Work item:
Please reproduce each line of the data below exactly as shown.

Working data:
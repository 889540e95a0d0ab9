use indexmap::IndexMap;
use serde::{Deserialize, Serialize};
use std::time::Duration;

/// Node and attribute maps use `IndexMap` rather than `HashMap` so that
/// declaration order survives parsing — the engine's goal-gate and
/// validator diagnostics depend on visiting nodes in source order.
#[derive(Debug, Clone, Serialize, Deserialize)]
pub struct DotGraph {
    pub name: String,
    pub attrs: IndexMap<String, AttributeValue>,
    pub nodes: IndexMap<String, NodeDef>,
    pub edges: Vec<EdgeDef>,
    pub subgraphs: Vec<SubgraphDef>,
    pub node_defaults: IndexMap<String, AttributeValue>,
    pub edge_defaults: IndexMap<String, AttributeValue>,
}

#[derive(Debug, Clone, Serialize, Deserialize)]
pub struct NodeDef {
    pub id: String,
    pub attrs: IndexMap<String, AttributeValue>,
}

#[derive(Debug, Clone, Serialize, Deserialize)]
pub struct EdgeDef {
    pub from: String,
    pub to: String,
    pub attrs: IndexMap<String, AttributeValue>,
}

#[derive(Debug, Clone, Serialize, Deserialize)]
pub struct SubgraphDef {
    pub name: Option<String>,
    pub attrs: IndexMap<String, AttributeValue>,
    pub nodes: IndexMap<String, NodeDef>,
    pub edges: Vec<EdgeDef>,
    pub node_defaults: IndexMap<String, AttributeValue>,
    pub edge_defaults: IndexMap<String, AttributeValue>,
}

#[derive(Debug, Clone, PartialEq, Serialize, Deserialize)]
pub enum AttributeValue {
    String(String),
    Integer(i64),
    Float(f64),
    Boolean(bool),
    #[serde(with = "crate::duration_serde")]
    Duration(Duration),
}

Written solution:
repository 889540e95a0d0ab9
use indexmap::IndexMap;
use serde::{Deserialize, Serialize};
use std::time::Duration;

/// Node and attribute maps use `IndexMap` rather than `HashMap` so that
/// declaration order survives parsing — the engine's goal-gate and
/// validator diagnostics depend on visiting nodes in source order.
#[derive(Debug, Clone, Serialize, Deserialize)]
pub struct DotGraph {
    pub name: String,
    pub attrs: IndexMap<String, AttributeValue>,
    pub nodes: IndexMap<String, NodeDef>,
    pub edges: Vec<EdgeDef>,
    pub subgraphs: Vec<SubgraphDef>,
    pub node_defaults: IndexMap<String, AttributeValue>,
    pub edge_defaults: IndexMap<String, AttributeValue>,
}

#[derive(Debug, Clone, Serialize, Deserialize)]
pub struct NodeDef {
    pub id: String,
    pub attrs: IndexMap<String, AttributeValue>,
}

#[derive(Debug, Clone, Serialize, Deserialize)]
pub struct EdgeDef {
    pub from: String,
    pub to: String,
    pub attrs: IndexMap<String, AttributeValue>,
}

#[derive(Debug, Clone, Serialize, Deserialize)]
pub struct SubgraphDef {
    pub name: Option<String>,
    pub attrs: IndexMap<String, AttributeValue>,
    pub nodes: IndexMap<String, NodeDef>,
    pub edges: Vec<EdgeDef>,
    pub node_defaults: IndexMap<String, AttributeValue>,
    pub edge_defaults: IndexMap<String, AttributeValue>,
}

#[derive(Debug, Clone, PartialEq, Serialize, Deserialize)]
pub enum AttributeValue {
    String(String),
    Integer(i64),
    Float(f64),
    Boolean(bool),
    #[serde(with = "crate::duration_serde")]
    Duration(Duration),
}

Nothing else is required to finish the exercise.